Records from a dataset

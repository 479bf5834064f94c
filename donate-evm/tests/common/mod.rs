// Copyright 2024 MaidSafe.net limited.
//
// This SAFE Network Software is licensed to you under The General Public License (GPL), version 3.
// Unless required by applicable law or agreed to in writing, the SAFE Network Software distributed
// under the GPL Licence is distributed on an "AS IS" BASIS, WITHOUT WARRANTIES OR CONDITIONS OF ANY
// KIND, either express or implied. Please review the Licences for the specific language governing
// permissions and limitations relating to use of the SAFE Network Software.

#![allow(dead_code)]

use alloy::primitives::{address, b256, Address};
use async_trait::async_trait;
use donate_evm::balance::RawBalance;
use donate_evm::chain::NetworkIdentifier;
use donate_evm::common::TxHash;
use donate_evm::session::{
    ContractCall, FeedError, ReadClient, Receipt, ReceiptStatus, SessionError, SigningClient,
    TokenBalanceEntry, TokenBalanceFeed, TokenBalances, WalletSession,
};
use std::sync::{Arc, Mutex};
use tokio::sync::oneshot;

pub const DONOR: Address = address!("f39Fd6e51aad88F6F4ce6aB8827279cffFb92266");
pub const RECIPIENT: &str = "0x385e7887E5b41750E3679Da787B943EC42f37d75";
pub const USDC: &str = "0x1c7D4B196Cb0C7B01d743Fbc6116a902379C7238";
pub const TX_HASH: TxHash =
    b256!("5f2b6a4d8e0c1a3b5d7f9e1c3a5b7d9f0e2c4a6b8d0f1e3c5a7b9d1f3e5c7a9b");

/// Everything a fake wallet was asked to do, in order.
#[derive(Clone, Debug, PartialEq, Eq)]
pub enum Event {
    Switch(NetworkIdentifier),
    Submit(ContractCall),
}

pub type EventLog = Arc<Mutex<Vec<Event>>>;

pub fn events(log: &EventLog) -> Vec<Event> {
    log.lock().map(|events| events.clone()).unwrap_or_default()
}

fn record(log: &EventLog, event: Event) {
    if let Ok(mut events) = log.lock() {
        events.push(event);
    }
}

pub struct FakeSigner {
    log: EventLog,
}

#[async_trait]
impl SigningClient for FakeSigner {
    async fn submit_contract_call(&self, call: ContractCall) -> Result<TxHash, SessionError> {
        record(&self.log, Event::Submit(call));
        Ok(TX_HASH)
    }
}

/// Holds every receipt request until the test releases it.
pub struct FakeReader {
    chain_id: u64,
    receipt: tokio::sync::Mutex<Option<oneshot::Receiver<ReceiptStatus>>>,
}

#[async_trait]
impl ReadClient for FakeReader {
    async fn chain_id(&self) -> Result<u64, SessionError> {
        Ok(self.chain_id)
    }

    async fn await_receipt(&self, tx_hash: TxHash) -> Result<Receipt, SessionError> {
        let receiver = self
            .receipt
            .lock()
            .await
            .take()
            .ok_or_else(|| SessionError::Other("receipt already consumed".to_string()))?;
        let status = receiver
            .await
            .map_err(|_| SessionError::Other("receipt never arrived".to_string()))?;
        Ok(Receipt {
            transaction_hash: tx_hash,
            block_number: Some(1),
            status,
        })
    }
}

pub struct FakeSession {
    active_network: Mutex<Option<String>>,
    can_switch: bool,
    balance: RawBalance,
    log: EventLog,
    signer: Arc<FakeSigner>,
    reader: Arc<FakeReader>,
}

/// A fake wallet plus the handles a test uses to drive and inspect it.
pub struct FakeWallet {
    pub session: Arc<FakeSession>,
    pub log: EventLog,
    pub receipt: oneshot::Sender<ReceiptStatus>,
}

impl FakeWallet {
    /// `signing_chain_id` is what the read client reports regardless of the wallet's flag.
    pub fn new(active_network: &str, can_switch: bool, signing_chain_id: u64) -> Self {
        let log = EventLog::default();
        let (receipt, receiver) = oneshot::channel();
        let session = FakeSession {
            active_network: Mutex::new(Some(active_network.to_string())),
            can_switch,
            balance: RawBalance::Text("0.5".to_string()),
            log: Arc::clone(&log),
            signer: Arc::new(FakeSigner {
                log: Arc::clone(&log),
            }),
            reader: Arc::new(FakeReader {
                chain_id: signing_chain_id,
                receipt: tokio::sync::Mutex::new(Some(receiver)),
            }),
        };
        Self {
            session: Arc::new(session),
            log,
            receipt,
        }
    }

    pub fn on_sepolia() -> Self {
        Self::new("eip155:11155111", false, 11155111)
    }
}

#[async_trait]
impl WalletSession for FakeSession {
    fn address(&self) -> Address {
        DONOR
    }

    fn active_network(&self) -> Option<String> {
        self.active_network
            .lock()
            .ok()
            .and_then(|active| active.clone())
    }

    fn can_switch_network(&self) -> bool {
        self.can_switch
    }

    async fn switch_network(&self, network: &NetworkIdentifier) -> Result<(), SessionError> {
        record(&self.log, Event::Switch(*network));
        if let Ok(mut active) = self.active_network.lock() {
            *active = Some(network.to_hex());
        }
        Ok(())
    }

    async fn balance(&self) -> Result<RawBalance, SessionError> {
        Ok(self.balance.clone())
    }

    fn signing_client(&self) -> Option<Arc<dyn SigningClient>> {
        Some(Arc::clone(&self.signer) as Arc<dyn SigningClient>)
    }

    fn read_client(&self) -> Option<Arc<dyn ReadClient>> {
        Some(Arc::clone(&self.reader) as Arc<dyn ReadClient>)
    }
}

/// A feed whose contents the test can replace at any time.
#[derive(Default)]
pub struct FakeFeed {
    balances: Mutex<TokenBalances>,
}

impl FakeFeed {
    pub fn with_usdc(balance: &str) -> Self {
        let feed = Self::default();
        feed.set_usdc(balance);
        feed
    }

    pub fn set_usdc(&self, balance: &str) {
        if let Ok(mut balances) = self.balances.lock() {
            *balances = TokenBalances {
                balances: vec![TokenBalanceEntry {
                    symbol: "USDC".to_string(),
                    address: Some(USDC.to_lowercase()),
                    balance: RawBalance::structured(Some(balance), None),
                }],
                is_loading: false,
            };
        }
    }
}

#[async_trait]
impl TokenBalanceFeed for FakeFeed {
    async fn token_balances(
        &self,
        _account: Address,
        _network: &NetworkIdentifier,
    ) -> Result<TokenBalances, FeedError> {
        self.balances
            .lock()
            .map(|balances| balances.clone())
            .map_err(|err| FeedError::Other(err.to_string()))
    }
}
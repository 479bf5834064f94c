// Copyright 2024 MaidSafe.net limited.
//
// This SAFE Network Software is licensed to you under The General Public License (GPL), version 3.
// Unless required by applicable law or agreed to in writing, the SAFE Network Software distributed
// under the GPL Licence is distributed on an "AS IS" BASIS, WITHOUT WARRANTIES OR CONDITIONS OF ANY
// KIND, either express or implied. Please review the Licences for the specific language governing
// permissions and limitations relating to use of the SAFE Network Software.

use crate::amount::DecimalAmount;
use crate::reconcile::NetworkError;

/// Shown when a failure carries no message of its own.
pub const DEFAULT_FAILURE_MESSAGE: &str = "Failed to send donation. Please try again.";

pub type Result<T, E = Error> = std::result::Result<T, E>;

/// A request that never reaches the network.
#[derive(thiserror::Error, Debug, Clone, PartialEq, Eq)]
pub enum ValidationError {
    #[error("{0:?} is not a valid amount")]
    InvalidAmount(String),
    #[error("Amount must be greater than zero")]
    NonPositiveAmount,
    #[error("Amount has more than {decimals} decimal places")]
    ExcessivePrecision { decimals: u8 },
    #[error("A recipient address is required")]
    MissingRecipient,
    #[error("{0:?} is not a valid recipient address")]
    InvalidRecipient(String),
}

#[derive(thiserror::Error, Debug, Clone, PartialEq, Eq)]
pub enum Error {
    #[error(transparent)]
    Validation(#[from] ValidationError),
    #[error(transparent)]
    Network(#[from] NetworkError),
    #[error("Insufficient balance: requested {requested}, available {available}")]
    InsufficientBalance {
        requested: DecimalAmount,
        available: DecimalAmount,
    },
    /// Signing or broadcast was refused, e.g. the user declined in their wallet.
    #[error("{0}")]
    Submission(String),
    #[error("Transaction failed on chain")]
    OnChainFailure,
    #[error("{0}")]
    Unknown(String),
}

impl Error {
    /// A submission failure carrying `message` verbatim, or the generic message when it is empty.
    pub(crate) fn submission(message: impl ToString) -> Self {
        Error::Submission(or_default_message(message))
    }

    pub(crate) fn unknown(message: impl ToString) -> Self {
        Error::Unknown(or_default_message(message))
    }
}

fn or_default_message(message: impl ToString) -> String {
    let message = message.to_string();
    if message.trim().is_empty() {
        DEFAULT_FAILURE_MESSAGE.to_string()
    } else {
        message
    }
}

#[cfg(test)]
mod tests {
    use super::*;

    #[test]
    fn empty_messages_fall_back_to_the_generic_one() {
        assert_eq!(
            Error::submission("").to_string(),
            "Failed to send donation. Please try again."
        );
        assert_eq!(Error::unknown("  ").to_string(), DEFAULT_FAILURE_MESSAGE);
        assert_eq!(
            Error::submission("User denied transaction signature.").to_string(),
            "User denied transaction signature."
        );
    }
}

What you should do: Return each line from the records that includes the word "FeedError".

Result:
    ContractCall, FeedError, ReadClient, Receipt, ReceiptStatus, SessionError, SigningClient,
    ) -> Result<TokenBalances, FeedError> {
            .map_err(|err| FeedError::Other(err.to_string()))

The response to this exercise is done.